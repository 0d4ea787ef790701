use super::episode::EpisodeReport;

/// Per-episode outcomes across a multi-episode run
#[derive(Debug, Default, Clone)]
pub struct MetaHistory {
    pub final_rewards: Vec<f64>,
    pub trades: Vec<usize>,
}

impl MetaHistory {
    pub fn record(&mut self, report: &EpisodeReport) {
        self.final_rewards.push(report.final_reward);
        self.trades.push(report.buys_filled + report.sells_filled);
    }

    pub fn episodes(&self) -> usize {
        self.final_rewards.len()
    }

    pub fn best_final_reward(&self) -> Option<f64> {
        self.final_rewards.iter().copied().reduce(f64::max)
    }

    pub fn avg_final_reward(&self) -> Option<f64> {
        if self.final_rewards.is_empty() {
            return None;
        }
        Some(self.final_rewards.iter().sum::<f64>() / self.final_rewards.len() as f64)
    }
}

#[cfg(test)]
mod tests {
    use super::*;

    fn report(final_reward: f64) -> EpisodeReport {
        EpisodeReport {
            ticker: "NVDA".to_string(),
            episode: 0,
            steps: 4,
            final_reward,
            final_cash: 0.,
            final_holdings: 0.,
            buy_actions: 1,
            sell_actions: 1,
            hold_actions: 2,
            buys_filled: 1,
            sells_filled: 0,
        }
    }

    #[test]
    fn test_meta_history_aggregates() {
        let mut meta = MetaHistory::default();
        assert_eq!(meta.avg_final_reward(), None);

        meta.record(&report(100.));
        meta.record(&report(-50.));

        assert_eq!(meta.episodes(), 2);
        assert_eq!(meta.best_final_reward(), Some(100.));
        assert_eq!(meta.avg_final_reward(), Some(25.));
        assert_eq!(meta.trades, vec![1, 1]);
    }
}
pub mod historical;
pub mod provider;
pub mod yahoo;

pub use historical::{partition, InstrumentHistory, Partitions};
pub use provider::{CachedMarketData, InMemoryMarketData, MarketData};
pub use yahoo::YahooFinance;
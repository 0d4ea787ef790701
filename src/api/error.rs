use axum::{
    http::StatusCode,
    response::{IntoResponse, Response},
    Json,
};
use serde_json::json;
use tracing::{error, warn};

use crate::error::TraderError;

/// A failed request, rendered as `{"error": message}`
#[derive(Debug)]
pub struct ApiError(pub TraderError);

impl From<TraderError> for ApiError {
    fn from(err: TraderError) -> Self {
        Self(err)
    }
}

impl ApiError {
    pub fn status(&self) -> StatusCode {
        match &self.0 {
            TraderError::InvalidRequest(_) => StatusCode::BAD_REQUEST,
            TraderError::DataUnavailable(_) => StatusCode::UNPROCESSABLE_ENTITY,
            TraderError::ModelUnavailable(_) => StatusCode::NOT_FOUND,
            TraderError::MarketData(_) | TraderError::Http(_) => StatusCode::BAD_GATEWAY,
            _ => StatusCode::INTERNAL_SERVER_ERROR,
        }
    }
}

impl IntoResponse for ApiError {
    fn into_response(self) -> Response {
        let status = self.status();
        if status.is_server_error() {
            error!(%status, fatal = self.0.is_fatal(), "request failed: {}", self.0);
        } else {
            warn!(%status, "request rejected: {}", self.0);
        }

        (status, Json(json!({ "error": self.0.to_string() }))).into_response()
    }
}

WHAT THE TASK REQUIRES — Reproduce exactly the lines from the beginning of the entries above up to and including the line that contains "pub fn avg_final_reward(&self)".

ANSWER BOX —
repository 0d4ea787ef790701
use super::episode::EpisodeReport;

/// Per-episode outcomes across a multi-episode run
#[derive(Debug, Default, Clone)]
pub struct MetaHistory {
    pub final_rewards: Vec<f64>,
    pub trades: Vec<usize>,
}

impl MetaHistory {
    pub fn record(&mut self, report: &EpisodeReport) {
        self.final_rewards.push(report.final_reward);
        self.trades.push(report.buys_filled + report.sells_filled);
    }

    pub fn episodes(&self) -> usize {
        self.final_rewards.len()
    }

    pub fn best_final_reward(&self) -> Option<f64> {
        self.final_rewards.iter().copied().reduce(f64::max)
    }

    pub fn avg_final_reward(&self) -> Option<f64> {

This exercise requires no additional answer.